:: Input data ::
##############################

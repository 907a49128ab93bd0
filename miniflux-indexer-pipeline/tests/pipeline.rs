//! End-to-end pipeline tests over the in-memory stores.

use std::collections::BTreeSet;
use std::sync::Arc;
use std::time::Duration;

use miniflux_indexer_pipeline::processor::JiebaTokenizerFactory;
use miniflux_indexer_pipeline::{Orchestrator, PipelineConfig};
use miniflux_indexer_repository::{
    EntryImporter, InMemoryEntrySource, InMemoryIndexInfoStore,
};
use miniflux_indexer_shared::{BuildInfo, Entry};
use tokio_util::sync::CancellationToken;

const MANDARIN: &str = "<p>今天天气很好，我们一起去公园散步吧。</p>";
const ENGLISH: &str = "<p>The quick brown fox jumps over the lazy dog near the river bank.</p>";

fn entry(id: i64) -> Entry {
    if id % 2 == 0 {
        Entry::new(id, "你好", MANDARIN)
    } else {
        Entry::new(id, "Hello", ENGLISH)
    }
}

fn config() -> PipelineConfig {
    PipelineConfig::default()
        .with_workers(4)
        .with_batch_size(8)
        .with_scan_interval(Duration::from_millis(50))
        .with_entry_timeout(Duration::from_secs(10))
}

fn orchestrator(
    source: &Arc<InMemoryEntrySource>,
    index_info: &Arc<InMemoryIndexInfoStore>,
    config: PipelineConfig,
) -> Orchestrator {
    Orchestrator::new(
        source.clone(),
        index_info.clone(),
        Arc::new(JiebaTokenizerFactory::new()),
        BuildInfo::new("miniflux-indexer", "0.1.0"),
        config,
    )
}

/// Run until the store has seen `upserts` completion writes, then cancel.
async fn run_until(orchestrator: Orchestrator, index_info: &InMemoryIndexInfoStore, upserts: usize) {
    let cancel = CancellationToken::new();
    let handle = tokio::spawn({
        let cancel = cancel.clone();
        async move { orchestrator.run(cancel).await }
    });

    for _ in 0..500 {
        if index_info.upsert_count() >= upserts {
            break;
        }
        tokio::time::sleep(Duration::from_millis(20)).await;
    }
    cancel.cancel();

    handle.await.unwrap().unwrap();
    assert_eq!(index_info.upsert_count(), upserts);
}

#[tokio::test(flavor = "multi_thread", worker_threads = 4)]
async fn test_concurrent_workers_record_each_entry_once() {
    let source = Arc::new(InMemoryEntrySource::with_entries((1..=100).map(entry)));
    let index_info = Arc::new(InMemoryIndexInfoStore::new());

    run_until(orchestrator(&source, &index_info, config()), &index_info, 100).await;

    let records = index_info.records().await;
    let ids: BTreeSet<i64> = records.iter().map(|r| r.id).collect();
    assert_eq!(records.len(), 100);
    assert_eq!(ids, (1..=100).collect::<BTreeSet<_>>());

    for record in &records {
        let expected = if record.id % 2 == 0 { "zh" } else { "en" };
        assert_eq!(record.language, expected, "entry {}", record.id);
    }

    // Only Mandarin entries get a vector
    assert_eq!(source.vector_write_count(), 50);
    assert!(source.document_vector(2).await.is_some());
    assert!(source.document_vector(1).await.is_none());
}

#[tokio::test(flavor = "multi_thread", worker_threads = 2)]
async fn test_mandarin_entry_is_segmented() {
    let source = Arc::new(InMemoryEntrySource::with_entries([Entry::new(
        1, "你好", "你好世界",
    )]));
    let index_info = Arc::new(InMemoryIndexInfoStore::new());

    run_until(orchestrator(&source, &index_info, config()), &index_info, 1).await;

    let vector = source.document_vector(1).await.unwrap();
    assert!(!vector.title.is_empty());
    assert!(!vector.content.is_empty());
    assert_eq!(index_info.records().await[0].language, "zh");
}

#[tokio::test(flavor = "multi_thread", worker_threads = 2)]
async fn test_restart_resumes_and_reindex_rescans() {
    let source = Arc::new(InMemoryEntrySource::with_entries((1..=10).map(entry)));
    let index_info = Arc::new(InMemoryIndexInfoStore::new());

    run_until(orchestrator(&source, &index_info, config()), &index_info, 10).await;

    for id in 11..=15 {
        source.insert_entry(&entry(id)).await.unwrap();
    }

    // Only the new entries are processed after a restart
    run_until(orchestrator(&source, &index_info, config()), &index_info, 15).await;
    assert_eq!(index_info.records().await.len(), 15);

    // A reindex run processes everything again without duplicating records
    run_until(
        orchestrator(&source, &index_info, config().with_reindex(true)),
        &index_info,
        30,
    )
    .await;
    assert_eq!(index_info.records().await.len(), 15);
}

#[tokio::test(flavor = "multi_thread", worker_threads = 2)]
async fn test_cancel_returns_without_draining_queue() {
    let source = Arc::new(InMemoryEntrySource::with_entries((1..=2000).map(entry)));
    let index_info = Arc::new(InMemoryIndexInfoStore::new());
    let orchestrator = orchestrator(
        &source,
        &index_info,
        config()
            .with_workers(1)
            .with_batch_size(500)
            .with_scan_interval(Duration::from_secs(3600)),
    );

    let cancel = CancellationToken::new();
    let handle = tokio::spawn({
        let cancel = cancel.clone();
        async move { orchestrator.run(cancel).await }
    });

    while index_info.upsert_count() == 0 {
        tokio::time::sleep(Duration::from_millis(5)).await;
    }
    cancel.cancel();

    let result = tokio::time::timeout(Duration::from_secs(10), handle).await;
    assert!(result.is_ok(), "pipeline did not stop after cancellation");
    assert!(index_info.upsert_count() < 2000);
}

##############################

Repeat every record exactly, so that nothing is lost or altered.

:: Task output ::
repository 907a49128ab93bd0
filename miniflux-indexer-pipeline/tests/pipeline.rs
//! End-to-end pipeline tests over the in-memory stores.

use std::collections::BTreeSet;
use std::sync::Arc;
use std::time::Duration;

use miniflux_indexer_pipeline::processor::JiebaTokenizerFactory;
use miniflux_indexer_pipeline::{Orchestrator, PipelineConfig};
use miniflux_indexer_repository::{
    EntryImporter, InMemoryEntrySource, InMemoryIndexInfoStore,
};
use miniflux_indexer_shared::{BuildInfo, Entry};
use tokio_util::sync::CancellationToken;

const MANDARIN: &str = "<p>今天天气很好，我们一起去公园散步吧。</p>";
const ENGLISH: &str = "<p>The quick brown fox jumps over the lazy dog near the river bank.</p>";

fn entry(id: i64) -> Entry {
    if id % 2 == 0 {
        Entry::new(id, "你好", MANDARIN)
    } else {
        Entry::new(id, "Hello", ENGLISH)
    }
}

fn config() -> PipelineConfig {
    PipelineConfig::default()
        .with_workers(4)
        .with_batch_size(8)
        .with_scan_interval(Duration::from_millis(50))
        .with_entry_timeout(Duration::from_secs(10))
}

fn orchestrator(
    source: &Arc<InMemoryEntrySource>,
    index_info: &Arc<InMemoryIndexInfoStore>,
    config: PipelineConfig,
) -> Orchestrator {
    Orchestrator::new(
        source.clone(),
        index_info.clone(),
        Arc::new(JiebaTokenizerFactory::new()),
        BuildInfo::new("miniflux-indexer", "0.1.0"),
        config,
    )
}

/// Run until the store has seen `upserts` completion writes, then cancel.
async fn run_until(orchestrator: Orchestrator, index_info: &InMemoryIndexInfoStore, upserts: usize) {
    let cancel = CancellationToken::new();
    let handle = tokio::spawn({
        let cancel = cancel.clone();
        async move { orchestrator.run(cancel).await }
    });

    for _ in 0..500 {
        if index_info.upsert_count() >= upserts {
            break;
        }
        tokio::time::sleep(Duration::from_millis(20)).await;
    }
    cancel.cancel();

    handle.await.unwrap().unwrap();
    assert_eq!(index_info.upsert_count(), upserts);
}

#[tokio::test(flavor = "multi_thread", worker_threads = 4)]
async fn test_concurrent_workers_record_each_entry_once() {
    let source = Arc::new(InMemoryEntrySource::with_entries((1..=100).map(entry)));
    let index_info = Arc::new(InMemoryIndexInfoStore::new());

    run_until(orchestrator(&source, &index_info, config()), &index_info, 100).await;

    let records = index_info.records().await;
    let ids: BTreeSet<i64> = records.iter().map(|r| r.id).collect();
    assert_eq!(records.len(), 100);
    assert_eq!(ids, (1..=100).collect::<BTreeSet<_>>());

    for record in &records {
        let expected = if record.id % 2 == 0 { "zh" } else { "en" };
        assert_eq!(record.language, expected, "entry {}", record.id);
    }

    // Only Mandarin entries get a vector
    assert_eq!(source.vector_write_count(), 50);
    assert!(source.document_vector(2).await.is_some());
    assert!(source.document_vector(1).await.is_none());
}

#[tokio::test(flavor = "multi_thread", worker_threads = 2)]
async fn test_mandarin_entry_is_segmented() {
    let source = Arc::new(InMemoryEntrySource::with_entries([Entry::new(
        1, "你好", "你好世界",
    )]));
    let index_info = Arc::new(InMemoryIndexInfoStore::new());

    run_until(orchestrator(&source, &index_info, config()), &index_info, 1).await;

    let vector = source.document_vector(1).await.unwrap();
    assert!(!vector.title.is_empty());
    assert!(!vector.content.is_empty());
    assert_eq!(index_info.records().await[0].language, "zh");
}

#[tokio::test(flavor = "multi_thread", worker_threads = 2)]
async fn test_restart_resumes_and_reindex_rescans() {
    let source = Arc::new(InMemoryEntrySource::with_entries((1..=10).map(entry)));
    let index_info = Arc::new(InMemoryIndexInfoStore::new());

    run_until(orchestrator(&source, &index_info, config()), &index_info, 10).await;

    for id in 11..=15 {
        source.insert_entry(&entry(id)).await.unwrap();
    }

    // Only the new entries are processed after a restart
    run_until(orchestrator(&source, &index_info, config()), &index_info, 15).await;
    assert_eq!(index_info.records().await.len(), 15);

    // A reindex run processes everything again without duplicating records
    run_until(
        orchestrator(&source, &index_info, config().with_reindex(true)),
        &index_info,
        30,
    )
    .await;
    assert_eq!(index_info.records().await.len(), 15);
}

#[tokio::test(flavor = "multi_thread", worker_threads = 2)]
async fn test_cancel_returns_without_draining_queue() {
    let source = Arc::new(InMemoryEntrySource::with_entries((1..=2000).map(entry)));
    let index_info = Arc::new(InMemoryIndexInfoStore::new());
    let orchestrator = orchestrator(
        &source,
        &index_info,
        config()
            .with_workers(1)
            .with_batch_size(500)
            .with_scan_interval(Duration::from_secs(3600)),
    );

    let cancel = CancellationToken::new();
    let handle = tokio::spawn({
        let cancel = cancel.clone();
        async move { orchestrator.run(cancel).await }
    });

    while index_info.upsert_count() == 0 {
        tokio::time::sleep(Duration::from_millis(5)).await;
    }
    cancel.cancel();

    let result = tokio::time::timeout(Duration::from_secs(10), handle).await;
    assert!(result.is_ok(), "pipeline did not stop after cancellation");
    assert!(index_info.upsert_count() < 2000);
}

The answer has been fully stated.